“Going negative is daring but appropriate monetary policy”

-Narayana Kocherlakota

We don’t operate in a silo @Hedegeye and we don’t claim to have a monopoly on good ideas. 

As proof, sometime circa 2010, we introduced our proprietary Hedgeye Orb rating scale. 

Back then – and before we got all stuffy and corporate - the blue orb was our calling card of sorts and we used the scale to infrequently rate non-Hedgeye generated analysis, central banker prowess, effective use of South Park and 90’s hip hop references, cheesy Canada jokes and so on.

If you’re unfamiliar, a 1-orb rating conveys inaccuracy, unoriginality, negative alpha and/or overall  lameness. In contrast, the coveted & rarified 4-orb rating is issued for the conveyance of thoughtfulness, originality, &/or general non-consensus ballsiness.

With central bankers back-tracking, equities on the brink and credit & Fx markets balking, let’s bring back the truth serum orb for a guest appearance: 

  • $7T in negatively yielding debt globally: 1-orb, totally lame
  • Central Banks, globally, announcing (again) more or what hasn’t worked ….. on groundhog day:  1.5 orbs (+0.5 orbs for amusingly ironic timing)
  • Gundlach’s use of the “mission accomplished” banner as a metaphor for the fed rate hike (the allusion being to George W. Bush on the Aircraft carrier and the pre-mature and retrospectively misguided victory lap): Original & Accurate: 3-orbs  

All Koch'd Up! - Abenomics cartoon 02.10.2016

Back to the Global Negative Rate Grind …..
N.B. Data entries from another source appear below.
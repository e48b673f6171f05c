use std::hash::Hash;

use ahash::AHashMap;
use rand::Rng;

use crate::error::{HyperContagionError, Result};

/// A container of distinct items supporting O(1)-amortised insert / remove /
/// update and a weighted random draw by rejection sampling.
///
/// This is the weighted analogue of the teacher hypergraph library's
/// `incidence_list` pattern (dynamic array + `item -> position` map for
/// O(1) removal via swap-with-last), carrying the Python
/// `_ListDict_`/`MockSamplableSet` rejection-sampling algorithm from
/// `hypercontagion.utilities` (see `examples/original_source/`). Generic
/// over `T` so the same structure backs both `infecteds: WeightedIndex<Node>`
/// and `IS[k]: WeightedIndex<(EdgeId, Node)>`.
///
/// Design Notes §9 calls out this exact slot as "where a Fenwick tree would
/// drop in" if item cardinality grows large enough that rejection sampling's
/// expected `max_weight / mean_weight` retries become a bottleneck; the
/// public surface (`insert`/`update`/`remove`/`choose_random`) is kept
/// narrow enough that such a swap would not touch call sites.
pub struct WeightedIndex<T> {
    items: Vec<T>,
    item_to_position: AHashMap<T, usize>,
    weight: AHashMap<T, f64>,
    total_weight: f64,
    max_weight: f64,
    max_weight_count: usize,
}

impl<T> WeightedIndex<T>
where
    T: Eq + Hash + Clone,
{
    pub fn new() -> Self {
        Self {
            items: Vec::new(),
            item_to_position: AHashMap::new(),
            weight: AHashMap::new(),
            total_weight: 0.0,
            max_weight: 0.0,
            max_weight_count: 0,
        }
    }

    pub fn len(&self) -> usize {
        self.items.len()
    }

    pub fn is_empty(&self) -> bool {
        self.items.is_empty()
    }

    pub fn contains(&self, item: &T) -> bool {
        self.item_to_position.contains_key(item)
    }

    pub fn total_weight(&self) -> f64 {
        self.total_weight
    }

    /// If `item` is already present, overwrites its weight; if `weight` is
    /// zero, removes the item (and does not re-insert it).
    pub fn insert(&mut self, item: T, weight: f64) {
        if self.contains(&item) {
            self.remove(&item);
        }
        if weight != 0.0 {
            self.push_new(item, weight);
        }
    }

    /// If `item` is absent, inserts it with weight `delta`; else increments
    /// its existing weight by `delta` (which may be negative). The running
    /// total must stay `>= 0`, which callers are expected to uphold by
    /// never decrementing past an item's own current weight.
    pub fn update(&mut self, item: T, delta: f64) {
        match self.weight.get(&item).copied() {
            None => self.push_new(item, delta),
            Some(current) => {
                let updated = current + delta;
                self.set_weight(&item, updated);
            }
        }
    }

    fn push_new(&mut self, item: T, weight: f64) {
        self.item_to_position.insert(item.clone(), self.items.len());
        self.items.push(item.clone());
        self.weight.insert(item, weight);
        self.total_weight += weight;
        self.account_new_weight(weight);
    }

    fn set_weight(&mut self, item: &T, new_weight: f64) {
        let old_weight = *self.weight.get(item).unwrap();
        self.total_weight += new_weight - old_weight;
        if old_weight == self.max_weight {
            self.max_weight_count -= 1;
        }
        self.weight.insert(item.clone(), new_weight);
        self.account_new_weight(new_weight);
    }

    fn account_new_weight(&mut self, weight: f64) {
        if weight > self.max_weight {
            self.max_weight = weight;
            self.max_weight_count = 1;
        } else if weight == self.max_weight {
            self.max_weight_count += 1;
        } else if self.max_weight_count == 0 {
            // last holder of the old max already left via set_weight;
            // recompute now that nothing claims the bound.
            self.recompute_max_weight();
        }
    }

    fn recompute_max_weight(&mut self) {
        let mut max = 0.0_f64;
        let mut count = 0usize;
        for &w in self.weight.values() {
            if w > max {
                max = w;
                count = 1;
            } else if w == max {
                count += 1;
            }
        }
        self.max_weight = max;
        self.max_weight_count = count;
    }

    /// Removes `item`. Cost O(1): swap with the last array slot and pop.
    pub fn remove(&mut self, item: &T) {
        let Some(position) = self.item_to_position.remove(item) else {
            return;
        };
        let last = self.items.pop().unwrap();
        if position < self.items.len() {
            self.items[position] = last.clone();
            self.item_to_position.insert(last, position);
        }

        if let Some(weight) = self.weight.remove(item) {
            self.total_weight -= weight;
            if weight == self.max_weight {
                self.max_weight_count -= 1;
                if self.max_weight_count == 0 && !self.items.is_empty() {
                    self.recompute_max_weight();
                }
            }
        }
        if self.items.is_empty() {
            self.max_weight = 0.0;
            self.max_weight_count = 0;
        }
    }

    /// Returns an item sampled with probability proportional to its
    /// weight, via rejection sampling: pick uniformly, accept with
    /// probability `weight[item] / max_weight`, else repeat.
    ///
    /// `max_weight` is always a valid upper bound on the true maximum (it
    /// is only recomputed once the last holder of the previous maximum
    /// leaves), so the algorithm is always correct; it may simply do more
    /// rejections if `max_weight` lags above the true maximum.
    pub fn choose_random(&self, rng: &mut impl Rng) -> Result<&T> {
        if self.items.is_empty() {
            return Err(HyperContagionError::EmptySample);
        }
        loop {
            let idx = rng.gen_range(0..self.items.len());
            let candidate = &self.items[idx];
            let w = *self.weight.get(candidate).unwrap_or(&1.0);
            if self.max_weight <= 0.0 || rng.gen::<f64>() < w / self.max_weight {
                return Ok(candidate);
            }
        }
    }

    /// `choose_random` followed by removal of the chosen item.
    pub fn random_removal(&mut self, rng: &mut impl Rng) -> Result<T> {
        let chosen = self.choose_random(rng)?.clone();
        self.remove(&chosen);
        Ok(chosen)
    }

    pub fn iter(&self) -> impl Iterator<Item = &T> {
        self.items.iter()
    }
}

impl<T> Default for WeightedIndex<T>
where
    T: Eq + Hash + Clone,
{
    fn default() -> Self {
        Self::new()
    }
}

/// Unweighted container: every present item has weight 1, `choose_random`
/// degenerates to a uniform draw, `total_weight` degenerates to `len`.
/// Built directly on top of [`WeightedIndex`] rather than duplicated, since
/// "unweighted" is simply "every insert uses weight 1.0".
pub struct UnweightedIndex<T>(WeightedIndex<T>);

impl<T> UnweightedIndex<T>
where
    T: Eq + Hash + Clone,
{
    pub fn new() -> Self {
        Self(WeightedIndex::new())
    }

    pub fn insert(&mut self, item: T) {
        self.0.insert(item, 1.0);
    }

    pub fn remove(&mut self, item: &T) {
        self.0.remove(item);
    }

    pub fn contains(&self, item: &T) -> bool {
        self.0.contains(item)
    }

    pub fn len(&self) -> usize {
        self.0.len()
    }

    pub fn is_empty(&self) -> bool {
        self.0.is_empty()
    }

    pub fn choose_random(&self, rng: &mut impl Rng) -> Result<&T> {
        self.0.choose_random(rng)
    }

    pub fn random_removal(&mut self, rng: &mut impl Rng) -> Result<T> {
        self.0.random_removal(rng)
    }

    pub fn iter(&self) -> impl Iterator<Item = &T> {
        self.0.iter()
    }
}

impl<T> Default for UnweightedIndex<T>
where
    T: Eq + Hash + Clone,
{
    fn default() -> Self {
        Self::new()
    }
}

#[cfg(test)]
mod tests {
    use super::*;
    use rand::SeedableRng;
    use rand_pcg::Pcg64Mcg;

    #[test]
    fn insert_then_remove_restores_empty_state() {
        let mut idx: WeightedIndex<u64> = WeightedIndex::new();
        idx.insert(7, 2.5);
        idx.remove(&7);
        assert_eq!(idx.len(), 0);
        assert_eq!(idx.total_weight(), 0.0);
        assert_eq!(idx.max_weight, 0.0);
        assert_eq!(idx.max_weight_count, 0);
    }

    #[test]
    fn insert_zero_weight_removes_existing() {
        let mut idx: WeightedIndex<u64> = WeightedIndex::new();
        idx.insert(1, 3.0);
        idx.insert(1, 0.0);
        assert!(!idx.contains(&1));
        assert_eq!(idx.total_weight(), 0.0);
    }

    #[test]
    fn update_inserts_absent_and_increments_present() {
        let mut idx: WeightedIndex<u64> = WeightedIndex::new();
        idx.update(1, 2.0);
        assert_eq!(idx.total_weight(), 2.0);
        idx.update(1, 3.0);
        assert_eq!(idx.total_weight(), 5.0);
        idx.update(1, -1.0);
        assert_eq!(idx.total_weight(), 4.0);
    }

    #[test]
    fn total_weight_matches_sum_after_churn() {
        let mut idx: WeightedIndex<u64> = WeightedIndex::new();
        idx.insert(1, 1.0);
        idx.insert(2, 5.0);
        idx.insert(3, 2.0);
        idx.remove(&2);
        idx.insert(4, 9.0);
        assert_eq!(idx.total_weight(), 1.0 + 2.0 + 9.0);
        assert_eq!(idx.max_weight, 9.0);
    }

    #[test]
    fn choose_random_only_returns_members() {
        let mut idx: WeightedIndex<u64> = WeightedIndex::new();
        idx.insert(10, 1.0);
        idx.insert(20, 100.0);
        idx.insert(30, 1.0);
        let mut rng = Pcg64Mcg::seed_from_u64(42);
        for _ in 0..200 {
            let chosen = *idx.choose_random(&mut rng).unwrap();
            assert!([10, 20, 30].contains(&chosen));
        }
    }

    #[test]
    fn choose_random_on_empty_errors() {
        let idx: WeightedIndex<u64> = WeightedIndex::new();
        let mut rng = Pcg64Mcg::seed_from_u64(1);
        assert!(matches!(
            idx.choose_random(&mut rng),
            Err(HyperContagionError::EmptySample)
        ));
    }

    #[test]
    fn unweighted_is_uniform_cardinality() {
        let mut idx: UnweightedIndex<u64> = UnweightedIndex::new();
        idx.insert(1);
        idx.insert(2);
        idx.insert(3);
        assert_eq!(idx.len(), 3);
        idx.remove(&2);
        assert_eq!(idx.len(), 2);
        assert!(!idx.contains(&2));
    }
}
Kocherlakota – outgoing Minneapolis Fed President/FOMC member and widely suspected owner of the infamous negative blue dot in the Fed’s September Dot Plot – has been chirping Team Janet from the bleachers from the minute he left the field. 

Now with …

  • Inflation expectations making lower lows (5Y Breakevens = 0.94% last, lowest since May 2009) … and the trend similar across the major sovereigns
  • 10Y Yields:  Down another -5pbs this morning to  1.61% (lowest since the 2012 all-time lows)
  • Yield Spread (10’s-2’s):  98bps last and breaching 1.0% to the downside for the 1st time since 2007
  • U.S. High Yield Yields and Spreads making higher highs
  • Investment grade spreads making higher highs
  • High Yield Energy Debt making higher highs (yielding 20.21% as of yesterday’s higher high)
  • Lending Standards tightening and domestic Loan Demand falling  (latest Senior Loan Officer Survey)
  • Eurodollar futures are now pricing the probability of negative rates in the U.S. by 2017 at 17% (up from 2% at the start of the year)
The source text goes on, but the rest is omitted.